咔嚓。
庄柔卸掉他的下巴,便走回来擦擦手继续吃起来。
见她不是要当场杀人,衙役们松了口气,谁也不想吃一半的饭还要去清理尸体。
不理那三人,大家强忍着对庄柔的恐惧推杯换盏,几杯酒下肚,总算是话多了起来。
“要不是有驸马大人的这头猛兽,我们肯定早被这三人扮的鬼吓跑,这做好的一桌子酒菜可就没办法享受了。”
“对啊,这些人真是恶毒,我都没注意到他们什么时候就披着布躺在尸堆里面了。”
“这么大的宅子,我们就占个前厅,他们还要跑过来吓人,肯定是他们杀的人。”
“对了,驸马大人。刚才小人在后面随便进了一间屋子,发现了一个妆奁,里面有不少华丽的首饰。怕被这些人偷了,想交给驸马保管,这宅子中的财物可都没被抢走。”一名衙役斗胆拍着马屁说道。
整个林家庄只是人被杀,财物并没有丢失,随便进一个屋子,都能看到不少值钱的东西。
刘大根一听,顿时抖了抖,他肯替官府在这里守着,就因为能顺手摸点值钱的东西。
在庄柔来之前,他大的东西不敢拿,但摸了好几个荷包,弄到一百多两银子了。
他也不知道为什么官府只派了两个人来,带着他到林家庄,发现一宅子的死尸后,就让他把死尸搬到前院放好,人便走了。
按理来说,这种灭门案子,怎么也得把屋子中值钱的东西全搬回衙门,不管是占便宜还是为了办案子,都是正常的举动才对。
庄柔知道这名衙役的意思,不就是想在官府把东西都搬走前,让大伙都捞一笔。
她笑道:“首饰不好动,说不定有苦主出远门,以后找回来要也不一定。

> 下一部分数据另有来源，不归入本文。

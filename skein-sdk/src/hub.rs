//! Publish/subscribe primitive shared by every component.
//!
//! A [`Hub`] fans a value out to registered callbacks. Subscribing returns a
//! [`Subscription`]; dropping it (or calling [`Subscription::unsubscribe`])
//! removes the callback. Unsubscribing twice is a no-op.

use std::sync::{Arc, Weak};

use parking_lot::Mutex;

type Callback<T> = Arc<dyn Fn(&T) + Send + Sync>;

struct Slots<T> {
    next_id: u64,
    entries: Vec<(u64, Callback<T>)>,
}

/// Callback registry for values of type `T`.
pub struct Hub<T> {
    slots: Arc<Mutex<Slots<T>>>,
}

impl<T> Clone for Hub<T> {
    fn clone(&self) -> Self {
        Self {
            slots: Arc::clone(&self.slots),
        }
    }
}

impl<T> Default for Hub<T> {
    fn default() -> Self {
        Self::new()
    }
}

impl<T> Hub<T> {
    pub fn new() -> Self {
        Self {
            slots: Arc::new(Mutex::new(Slots {
                next_id: 1,
                entries: Vec::new(),
            })),
        }
    }

    /// Number of live subscribers.
    pub fn subscriber_count(&self) -> usize {
        self.slots.lock().entries.len()
    }
}

impl<T: 'static> Hub<T> {
    /// Register a callback. It stays registered until the returned
    /// [`Subscription`] is dropped or unsubscribed.
    pub fn subscribe<F>(&self, cb: F) -> Subscription
    where
        F: Fn(&T) + Send + Sync + 'static,
    {
        let id = {
            let mut slots = self.slots.lock();
            let id = slots.next_id;
            slots.next_id += 1;
            slots.entries.push((id, Arc::new(cb)));
            id
        };
        let weak: Weak<Mutex<Slots<T>>> = Arc::downgrade(&self.slots);
        Subscription {
            id,
            cancel: Some(Box::new(move || {
                if let Some(slots) = weak.upgrade() {
                    slots.lock().entries.retain(|(sid, _)| *sid != id);
                }
            })),
        }
    }

    /// Deliver `value` to every subscriber.
    ///
    /// The subscriber list is snapshotted before dispatch, so callbacks may
    /// subscribe or unsubscribe without deadlocking.
    pub fn publish(&self, value: &T) {
        let callbacks: Vec<Callback<T>> = self
            .slots
            .lock()
            .entries
            .iter()
            .map(|(_, cb)| Arc::clone(cb))
            .collect();
        for cb in callbacks {
            cb(value);
        }
    }
}

/// Handle to a registered callback.
pub struct Subscription {
    id: u64,
    cancel: Option<Box<dyn FnOnce() + Send + Sync>>,
}

impl Subscription {
    pub fn id(&self) -> u64 {
        self.id
    }

    pub fn is_active(&self) -> bool {
        self.cancel.is_some()
    }

    pub fn unsubscribe(&mut self) {
        if let Some(cancel) = self.cancel.take() {
            cancel();
        }
    }
}

impl Drop for Subscription {
    fn drop(&mut self) {
        self.unsubscribe();
    }
}

impl std::fmt::Debug for Subscription {
    fn fmt(&self, f: &mut std::fmt::Formatter<'_>) -> std::fmt::Result {
        f.debug_struct("Subscription")
            .field("id", &self.id)
            .field("active", &self.is_active())
            .finish()
    }
}

#[cfg(test)]
mod tests {
    use super::*;
    use std::sync::atomic::{AtomicUsize, Ordering};

    #[test]
    fn publish_reaches_subscribers() {
        let hub: Hub<u32> = Hub::new();
        let seen = Arc::new(AtomicUsize::new(0));
        let s = Arc::clone(&seen);
        let _sub = hub.subscribe(move |v| {
            s.fetch_add(*v as usize, Ordering::SeqCst);
        });
        hub.publish(&3);
        hub.publish(&4);
        assert_eq!(seen.load(Ordering::SeqCst), 7);
    }

    #[test]
    fn unsubscribe_is_idempotent() {
        let hub: Hub<()> = Hub::new();
        let mut sub = hub.subscribe(|_| {});
        assert_eq!(hub.subscriber_count(), 1);
        sub.unsubscribe();
        sub.unsubscribe();
        assert!(!sub.is_active());
        assert_eq!(hub.subscriber_count(), 0);
    }

    #[test]
    fn drop_unsubscribes() {
        let hub: Hub<()> = Hub::new();
        {
            let _sub = hub.subscribe(|_| {});
            assert_eq!(hub.subscriber_count(), 1);
        }
        assert_eq!(hub.subscriber_count(), 0);
    }

    #[test]
    fn subscription_outliving_hub() {
        let hub: Hub<()> = Hub::new();
        let mut sub = hub.subscribe(|_| {});
        drop(hub);
        sub.unsubscribe();
    }

    #[test]
    fn reentrant_subscribe_during_publish() {
        let hub: Hub<u8> = Hub::new();
        let inner = hub.clone();
        let held = Arc::new(Mutex::new(Vec::new()));
        let h = Arc::clone(&held);
        let _sub = hub.subscribe(move |_| {
            h.lock().push(inner.subscribe(|_| {}));
        });
        hub.publish(&1);
        assert_eq!(hub.subscriber_count(), 2);
    }
}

但这家里财物没有人动过的话,碎银子应该有不少,那些绸缎毛皮什么的也无人要吧。”
话音一落,她突然想起了什么,猛的转头看向了院子中的尸体。
为什么没有衙役过来看守,就派了个地保,也不怕他偷东西。而且后宅中没人守着,钱物随便都可以取走,这三人还要跑到前厅来,装成鬼来吓唬他们。
胡县令和黄典史听说不是好人,怎么可能放着这么多财物在嘴边不吃,那么只有一个可能,他们暂时不想让衙役过来搬东西。
这么多衙役全杀了灭口,那是绝对不可能的事。
不少衙役都是爷爷那辈就在安景衙门中任职,如果孙子儿子就这么全部死了,这事县令都压不住。
但只是个地保的话,死了也无所谓。
庄柔眼神怪怪的看向了地保刘大根,如果不是自己打了县令和典史,他现在已经被这三人杀掉了吧。
“……”刘大根被她看得全身发毛,扑通就跪在了地上,从怀中掏出一包银子颤抖的求饶道,“大人,小人只是偷拿了一百多两银子,别的都没拿啊。”
孙捕头气得骂道:“你这老东西,老子们都还没动手,你就先拿上了!”
“小事而已,给本官好好记住,你这条命是本官救的。”庄柔站了起来,大步向外面走去,那被卸了下巴的两人,顿时惊恐的睁大了眼睛。